Have you ever had those kind of fears where you feel like
you are disappearing?
The fear that you will disappear.
Not the kind you have when you are alone on a long winter
night and nobody has checked on you in a while.
But a different kind...when you have everything around you yet
you feel this hollowness inside of you. The hollowness of your disappearance that
has already taken a residence in your heart and mind.
You know it will happen but just don’t know when.
Like you are there, in the moment, a great moment,
surrounded by people you love and who love you back. You are all laughing and
cutting jokes at each other, cursing your exes making fun of each other’s exes and then laughing some more.
When you are sitting with them smoking your favorite Dunhill
Switch on a dhaaba where no one will judge you.
Like on a movie night with your cousins, when you all are
together after a long time for some cousin’s wedding, you all are teasing each
other, talking about crazy things you all did when you were young and
calling each other names you hated to be called as a kid.
And then it hits you.
Like a cold breeze that you can't avoid. it wrapps you.
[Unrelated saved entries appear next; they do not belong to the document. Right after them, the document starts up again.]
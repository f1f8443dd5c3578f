//! Process-wide parameters for one-time code computation.

use chrono::{DateTime, Utc};
use serde::{Deserialize, Serialize};
use std::fmt;
use std::str::FromStr;

use crate::errors::{OtpError, OtpResult};

/// HMAC variant used for code derivation
#[derive(Debug, Clone, Copy, PartialEq, Eq, Serialize, Deserialize, Default)]
#[serde(rename_all = "UPPERCASE")]
pub enum HashAlgorithm {
    #[default]
    Sha1,
    Sha256,
    Sha512,
}

impl HashAlgorithm {
    pub(crate) fn to_totp(self) -> totp_rs::Algorithm {
        match self {
            HashAlgorithm::Sha1 => totp_rs::Algorithm::SHA1,
            HashAlgorithm::Sha256 => totp_rs::Algorithm::SHA256,
            HashAlgorithm::Sha512 => totp_rs::Algorithm::SHA512,
        }
    }
}

impl fmt::Display for HashAlgorithm {
    fn fmt(&self, f: &mut fmt::Formatter<'_>) -> fmt::Result {
        match self {
            HashAlgorithm::Sha1 => write!(f, "SHA1"),
            HashAlgorithm::Sha256 => write!(f, "SHA256"),
            HashAlgorithm::Sha512 => write!(f, "SHA512"),
        }
    }
}

impl FromStr for HashAlgorithm {
    type Err = OtpError;

    fn from_str(s: &str) -> Result<Self, Self::Err> {
        match s.trim().to_uppercase().replace('-', "").as_str() {
            "SHA1" => Ok(HashAlgorithm::Sha1),
            "SHA256" => Ok(HashAlgorithm::Sha256),
            "SHA512" => Ok(HashAlgorithm::Sha512),
            other => Err(OtpError::InvalidParameters {
                message: format!("unsupported hash algorithm: {}", other),
            }),
        }
    }
}

/// Number of digits in a code
#[derive(Debug, Clone, Copy, PartialEq, Eq, Serialize, Deserialize, Default)]
pub enum Digits {
    #[default]
    Six,
    Eight,
}

impl Digits {
    /// Code length in characters
    pub fn len(self) -> usize {
        match self {
            Digits::Six => 6,
            Digits::Eight => 8,
        }
    }
}

impl TryFrom<u32> for Digits {
    type Error = OtpError;

    fn try_from(value: u32) -> Result<Self, Self::Error> {
        match value {
            6 => Ok(Digits::Six),
            8 => Ok(Digits::Eight),
            other => Err(OtpError::InvalidParameters {
                message: format!("code length must be 6 or 8 digits, got {}", other),
            }),
        }
    }
}

/// Largest accepted skew, in steps on each side of the current one
pub const MAX_SKEW: u32 = 10;

/// Parameters shared by every code computation and validation in the process
#[derive(Debug, Clone, Copy, PartialEq, Eq, Serialize, Deserialize)]
pub struct CodeParameters {
    period_secs: u64,
    digits: Digits,
    algorithm: HashAlgorithm,
    skew: u32,
}

impl CodeParameters {
    /// Validate and build code parameters
    ///
    /// A zero period is rejected since every step index divides by it. Skew
    /// is capped at [`MAX_SKEW`].
    pub fn new(
        period_secs: u64,
        digits: Digits,
        algorithm: HashAlgorithm,
        skew: u32,
    ) -> OtpResult<Self> {
        if period_secs == 0 {
            return Err(OtpError::InvalidParameters {
                message: "time step period must be at least one second".to_string(),
            });
        }

        if skew > MAX_SKEW {
            return Err(OtpError::InvalidParameters {
                message: format!("skew must be at most {} steps, got {}", MAX_SKEW, skew),
            });
        }

        Ok(Self {
            period_secs,
            digits,
            algorithm,
            skew,
        })
    }

    pub fn period_secs(&self) -> u64 {
        self.period_secs
    }

    pub fn digits(&self) -> Digits {
        self.digits
    }

    pub fn algorithm(&self) -> HashAlgorithm {
        self.algorithm
    }

    pub fn skew(&self) -> u32 {
        self.skew
    }

    /// Index of the time step containing `time`, `floor(unix_seconds / period)`
    ///
    /// Times before the Unix epoch map to step 0.
    pub fn step_index(&self, time: DateTime<Utc>) -> u64 {
        unix_seconds(time) / self.period_secs
    }

    /// First second of the given step
    pub fn step_start(&self, step: u64) -> u64 {
        step.saturating_mul(self.period_secs)
    }
}

impl Default for CodeParameters {
    fn default() -> Self {
        Self {
            period_secs: 60,
            digits: Digits::Six,
            algorithm: HashAlgorithm::Sha1,
            skew: 0,
        }
    }
}

pub(crate) fn unix_seconds(time: DateTime<Utc>) -> u64 {
    u64::try_from(time.timestamp()).unwrap_or(0)
}

#[cfg(test)]
mod tests {
    use super::*;
    use chrono::TimeZone;

    #[test]
    fn test_algorithm_parsing() {
        assert_eq!("sha1".parse::<HashAlgorithm>(), Ok(HashAlgorithm::Sha1));
        assert_eq!("SHA-256".parse::<HashAlgorithm>(), Ok(HashAlgorithm::Sha256));
        assert_eq!(" Sha512 ".parse::<HashAlgorithm>(), Ok(HashAlgorithm::Sha512));
        assert!("md5".parse::<HashAlgorithm>().is_err());
    }

    #[test]
    fn test_digits_conversion() {
        assert_eq!(Digits::try_from(6), Ok(Digits::Six));
        assert_eq!(Digits::try_from(8).map(Digits::len), Ok(8));
        assert!(Digits::try_from(7).is_err());
    }

    #[test]
    fn test_zero_period_rejected() {
        let result = CodeParameters::new(0, Digits::Six, HashAlgorithm::Sha1, 0);
        assert!(matches!(result, Err(OtpError::InvalidParameters { .. })));
    }

    #[test]
    fn test_skew_bounded() {
        assert!(CodeParameters::new(30, Digits::Six, HashAlgorithm::Sha1, MAX_SKEW).is_ok());

        for skew in [MAX_SKEW + 1, 2_000_000, u32::MAX] {
            let result = CodeParameters::new(30, Digits::Six, HashAlgorithm::Sha1, skew);
            assert!(
                matches!(result, Err(OtpError::InvalidParameters { .. })),
                "skew {}",
                skew
            );
        }
    }

    #[test]
    fn test_step_index() {
        let params = CodeParameters::new(30, Digits::Six, HashAlgorithm::Sha1, 1).unwrap();

        let t = Utc.timestamp_opt(59, 0).unwrap();
        assert_eq!(params.step_index(t), 1);

        let t = Utc.timestamp_opt(60, 0).unwrap();
        assert_eq!(params.step_index(t), 2);
        assert_eq!(params.step_start(2), 60);

        let before_epoch = Utc.timestamp_opt(-100, 0).unwrap();
        assert_eq!(params.step_index(before_epoch), 0);
    }
}
pub mod ip_allow_list;

pub use ip_allow_list::*;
The thought that you are going. You are disappearing and these people don’t know it. They can’t see it. But it is just you who gets to see this tiny illusion of the future where you know you are not there and all these people are crying for you.
You get stuck in that moment.
you lose your voice. you want to call out to them but you can't.because the vision is so strong, or maybe it is your love for the people whom you don't want to scare by telling about the vision. who knows?
you just become breathless, voiceless and cold.
You look at your people and smile and the next moment you
are crying inside of you and secretly wiping your tears because you are
scared that all this, these happy moments, these people, all this won't be on
the other side.
Suddenly you are not afraid of the emptiness- or as some call it “the void”, where you will be stuck for eternity after you are gone, but you are afraid that these tiny happy moments, in a long life of grievances and suffering, is what you will not have again.
You know it will happen but just don’t know when.
Your disappearance.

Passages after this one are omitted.